▶ _Exercise_
Return each line of the data below that contains the string "LoginContext".

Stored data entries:
# # # # # # #

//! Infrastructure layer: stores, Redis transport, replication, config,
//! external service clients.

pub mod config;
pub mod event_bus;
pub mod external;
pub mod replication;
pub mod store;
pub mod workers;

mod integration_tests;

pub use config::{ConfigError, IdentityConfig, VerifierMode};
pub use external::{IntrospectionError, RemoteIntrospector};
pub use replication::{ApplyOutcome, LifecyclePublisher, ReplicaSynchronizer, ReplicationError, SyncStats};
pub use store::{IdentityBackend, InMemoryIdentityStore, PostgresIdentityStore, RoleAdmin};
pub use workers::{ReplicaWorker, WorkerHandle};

# # # # # # #

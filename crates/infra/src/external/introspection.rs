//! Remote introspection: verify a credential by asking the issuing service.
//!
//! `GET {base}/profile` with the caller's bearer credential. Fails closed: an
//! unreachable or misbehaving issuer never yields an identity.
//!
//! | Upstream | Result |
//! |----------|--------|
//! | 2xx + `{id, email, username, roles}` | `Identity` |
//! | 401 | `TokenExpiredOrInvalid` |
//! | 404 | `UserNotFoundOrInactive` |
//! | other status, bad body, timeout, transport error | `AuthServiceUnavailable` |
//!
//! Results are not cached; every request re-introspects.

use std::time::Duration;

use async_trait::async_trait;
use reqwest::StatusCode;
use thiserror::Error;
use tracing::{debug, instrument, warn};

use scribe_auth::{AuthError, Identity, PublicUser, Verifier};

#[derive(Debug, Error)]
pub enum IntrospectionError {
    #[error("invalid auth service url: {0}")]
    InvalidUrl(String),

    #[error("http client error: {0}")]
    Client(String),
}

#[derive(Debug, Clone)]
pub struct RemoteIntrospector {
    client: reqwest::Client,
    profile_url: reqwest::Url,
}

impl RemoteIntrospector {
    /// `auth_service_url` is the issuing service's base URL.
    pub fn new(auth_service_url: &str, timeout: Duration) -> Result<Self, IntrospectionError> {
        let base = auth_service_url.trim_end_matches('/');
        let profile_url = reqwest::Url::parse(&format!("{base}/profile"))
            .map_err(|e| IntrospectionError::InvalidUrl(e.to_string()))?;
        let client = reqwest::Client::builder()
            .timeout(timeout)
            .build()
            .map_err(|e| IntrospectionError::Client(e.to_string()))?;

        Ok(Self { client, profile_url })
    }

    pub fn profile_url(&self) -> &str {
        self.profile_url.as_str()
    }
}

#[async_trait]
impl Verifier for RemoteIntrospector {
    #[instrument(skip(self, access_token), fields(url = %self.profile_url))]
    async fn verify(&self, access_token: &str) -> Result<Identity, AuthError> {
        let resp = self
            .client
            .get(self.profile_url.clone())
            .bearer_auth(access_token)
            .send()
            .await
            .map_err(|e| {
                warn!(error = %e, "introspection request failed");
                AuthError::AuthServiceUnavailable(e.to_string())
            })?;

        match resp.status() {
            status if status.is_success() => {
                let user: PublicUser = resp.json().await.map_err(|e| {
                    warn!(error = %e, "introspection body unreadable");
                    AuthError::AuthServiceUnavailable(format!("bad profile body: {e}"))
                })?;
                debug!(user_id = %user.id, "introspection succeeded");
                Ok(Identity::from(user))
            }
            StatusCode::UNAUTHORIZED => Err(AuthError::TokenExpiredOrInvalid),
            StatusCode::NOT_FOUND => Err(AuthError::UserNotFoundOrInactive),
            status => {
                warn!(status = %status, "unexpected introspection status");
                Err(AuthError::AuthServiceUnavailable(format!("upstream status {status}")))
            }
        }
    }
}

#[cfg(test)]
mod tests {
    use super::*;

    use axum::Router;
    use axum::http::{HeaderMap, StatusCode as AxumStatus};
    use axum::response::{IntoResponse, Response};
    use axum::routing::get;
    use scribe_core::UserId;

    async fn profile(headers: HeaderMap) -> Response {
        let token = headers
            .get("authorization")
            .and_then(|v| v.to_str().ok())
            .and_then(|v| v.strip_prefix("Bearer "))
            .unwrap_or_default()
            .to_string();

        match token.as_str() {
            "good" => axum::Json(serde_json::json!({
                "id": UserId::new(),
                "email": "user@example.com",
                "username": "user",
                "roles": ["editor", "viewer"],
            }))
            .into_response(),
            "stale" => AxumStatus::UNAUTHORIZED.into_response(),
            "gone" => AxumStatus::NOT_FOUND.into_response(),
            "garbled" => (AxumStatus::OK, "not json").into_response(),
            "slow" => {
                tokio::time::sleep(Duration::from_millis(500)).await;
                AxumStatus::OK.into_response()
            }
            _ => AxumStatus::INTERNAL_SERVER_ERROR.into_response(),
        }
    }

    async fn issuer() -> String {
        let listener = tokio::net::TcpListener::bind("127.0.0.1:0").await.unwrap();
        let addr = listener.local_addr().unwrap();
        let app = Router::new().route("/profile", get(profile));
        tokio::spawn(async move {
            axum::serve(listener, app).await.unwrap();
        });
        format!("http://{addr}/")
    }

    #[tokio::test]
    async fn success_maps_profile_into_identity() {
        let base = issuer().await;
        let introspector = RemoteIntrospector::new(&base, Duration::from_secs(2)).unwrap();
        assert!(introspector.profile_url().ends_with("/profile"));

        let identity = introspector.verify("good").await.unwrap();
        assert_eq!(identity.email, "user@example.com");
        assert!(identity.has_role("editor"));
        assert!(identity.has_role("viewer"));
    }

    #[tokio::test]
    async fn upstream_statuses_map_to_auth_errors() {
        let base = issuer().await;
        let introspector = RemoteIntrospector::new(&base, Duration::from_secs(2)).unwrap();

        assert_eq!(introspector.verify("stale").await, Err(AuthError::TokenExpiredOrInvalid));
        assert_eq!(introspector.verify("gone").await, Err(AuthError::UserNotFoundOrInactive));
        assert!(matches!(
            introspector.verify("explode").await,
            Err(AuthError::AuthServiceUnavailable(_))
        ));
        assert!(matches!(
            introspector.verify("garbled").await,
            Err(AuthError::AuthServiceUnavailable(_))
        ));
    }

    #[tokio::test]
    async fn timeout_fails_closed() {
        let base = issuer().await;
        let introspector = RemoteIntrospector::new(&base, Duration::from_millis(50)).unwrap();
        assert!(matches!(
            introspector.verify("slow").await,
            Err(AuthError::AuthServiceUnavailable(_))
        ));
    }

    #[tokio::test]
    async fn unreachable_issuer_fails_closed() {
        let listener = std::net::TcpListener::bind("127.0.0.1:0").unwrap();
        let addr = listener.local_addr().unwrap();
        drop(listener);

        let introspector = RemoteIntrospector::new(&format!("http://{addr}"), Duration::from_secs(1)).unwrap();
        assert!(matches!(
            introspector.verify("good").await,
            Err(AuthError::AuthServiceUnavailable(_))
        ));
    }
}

# # # # # # #

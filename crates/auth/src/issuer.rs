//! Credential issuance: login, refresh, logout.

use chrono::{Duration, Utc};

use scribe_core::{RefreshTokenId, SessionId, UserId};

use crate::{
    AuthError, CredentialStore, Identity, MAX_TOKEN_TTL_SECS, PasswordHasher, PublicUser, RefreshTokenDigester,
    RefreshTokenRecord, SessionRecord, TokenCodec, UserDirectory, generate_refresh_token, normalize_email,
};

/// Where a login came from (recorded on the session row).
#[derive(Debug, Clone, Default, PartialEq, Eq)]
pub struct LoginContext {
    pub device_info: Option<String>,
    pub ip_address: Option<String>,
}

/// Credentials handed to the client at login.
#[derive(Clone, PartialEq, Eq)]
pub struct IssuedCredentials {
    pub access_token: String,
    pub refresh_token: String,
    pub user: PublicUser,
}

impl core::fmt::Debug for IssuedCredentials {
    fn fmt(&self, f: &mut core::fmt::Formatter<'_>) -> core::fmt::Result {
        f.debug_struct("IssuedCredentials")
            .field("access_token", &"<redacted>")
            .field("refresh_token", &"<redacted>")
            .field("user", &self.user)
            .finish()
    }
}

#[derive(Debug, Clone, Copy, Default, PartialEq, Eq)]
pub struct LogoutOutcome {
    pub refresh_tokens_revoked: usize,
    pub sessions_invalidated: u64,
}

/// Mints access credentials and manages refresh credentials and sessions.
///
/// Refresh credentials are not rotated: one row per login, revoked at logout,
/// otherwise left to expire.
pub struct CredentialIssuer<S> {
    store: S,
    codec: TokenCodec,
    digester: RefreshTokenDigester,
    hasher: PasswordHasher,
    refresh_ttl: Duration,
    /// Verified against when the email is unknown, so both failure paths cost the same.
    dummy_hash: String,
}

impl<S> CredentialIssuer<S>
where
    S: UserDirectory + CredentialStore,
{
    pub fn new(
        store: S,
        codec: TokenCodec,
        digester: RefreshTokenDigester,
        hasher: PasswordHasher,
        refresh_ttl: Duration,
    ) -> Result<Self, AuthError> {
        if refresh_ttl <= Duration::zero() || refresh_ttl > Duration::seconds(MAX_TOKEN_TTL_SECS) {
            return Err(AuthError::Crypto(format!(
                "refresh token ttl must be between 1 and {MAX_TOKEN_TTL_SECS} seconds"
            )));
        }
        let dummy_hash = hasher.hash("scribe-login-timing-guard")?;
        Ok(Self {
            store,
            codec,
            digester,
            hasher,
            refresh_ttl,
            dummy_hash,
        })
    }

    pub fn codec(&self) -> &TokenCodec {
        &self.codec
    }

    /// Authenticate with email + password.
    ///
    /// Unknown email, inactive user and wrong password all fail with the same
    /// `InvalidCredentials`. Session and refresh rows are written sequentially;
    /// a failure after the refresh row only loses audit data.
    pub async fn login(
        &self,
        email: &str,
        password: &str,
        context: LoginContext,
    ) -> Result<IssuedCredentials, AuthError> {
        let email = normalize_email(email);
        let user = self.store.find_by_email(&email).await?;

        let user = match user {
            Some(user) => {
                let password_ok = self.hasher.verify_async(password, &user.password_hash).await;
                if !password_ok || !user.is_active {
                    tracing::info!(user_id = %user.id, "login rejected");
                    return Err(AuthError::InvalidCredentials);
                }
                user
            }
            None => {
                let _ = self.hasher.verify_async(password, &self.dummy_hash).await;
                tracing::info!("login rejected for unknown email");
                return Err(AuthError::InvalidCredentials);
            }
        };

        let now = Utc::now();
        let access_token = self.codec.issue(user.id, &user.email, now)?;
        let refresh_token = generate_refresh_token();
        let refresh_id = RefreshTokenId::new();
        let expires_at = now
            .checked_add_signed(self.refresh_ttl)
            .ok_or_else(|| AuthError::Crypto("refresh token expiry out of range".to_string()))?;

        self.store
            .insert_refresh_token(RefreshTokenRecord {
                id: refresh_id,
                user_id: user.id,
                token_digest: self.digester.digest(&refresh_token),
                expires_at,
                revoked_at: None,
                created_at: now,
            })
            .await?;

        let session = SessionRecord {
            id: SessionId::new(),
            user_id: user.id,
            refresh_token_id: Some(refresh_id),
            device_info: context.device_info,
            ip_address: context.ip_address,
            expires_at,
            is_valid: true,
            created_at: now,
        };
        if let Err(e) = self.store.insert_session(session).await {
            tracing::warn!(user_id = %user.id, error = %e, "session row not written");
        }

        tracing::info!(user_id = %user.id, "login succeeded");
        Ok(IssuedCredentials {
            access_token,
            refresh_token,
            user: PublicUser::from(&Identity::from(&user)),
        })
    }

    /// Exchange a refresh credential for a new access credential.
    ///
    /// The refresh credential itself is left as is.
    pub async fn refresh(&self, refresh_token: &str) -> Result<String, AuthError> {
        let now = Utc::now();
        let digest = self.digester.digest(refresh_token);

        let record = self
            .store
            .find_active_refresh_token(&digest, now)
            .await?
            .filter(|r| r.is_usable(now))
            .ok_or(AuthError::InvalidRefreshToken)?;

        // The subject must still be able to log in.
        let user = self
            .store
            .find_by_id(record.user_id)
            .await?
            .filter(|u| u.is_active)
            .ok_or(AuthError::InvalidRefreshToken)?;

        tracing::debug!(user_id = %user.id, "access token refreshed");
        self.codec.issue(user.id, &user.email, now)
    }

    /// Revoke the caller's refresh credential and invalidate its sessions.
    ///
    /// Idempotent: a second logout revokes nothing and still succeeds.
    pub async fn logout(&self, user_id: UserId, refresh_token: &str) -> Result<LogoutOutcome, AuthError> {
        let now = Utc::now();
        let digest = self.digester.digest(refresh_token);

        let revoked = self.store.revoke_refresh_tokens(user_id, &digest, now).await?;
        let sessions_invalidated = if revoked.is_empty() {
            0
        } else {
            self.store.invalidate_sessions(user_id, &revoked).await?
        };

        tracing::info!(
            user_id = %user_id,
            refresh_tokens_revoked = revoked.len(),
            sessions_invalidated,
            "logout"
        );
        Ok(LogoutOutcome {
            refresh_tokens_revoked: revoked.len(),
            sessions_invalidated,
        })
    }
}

# # # # # # #

▶ _Finished task_
pub struct LoginContext {
        context: LoginContext,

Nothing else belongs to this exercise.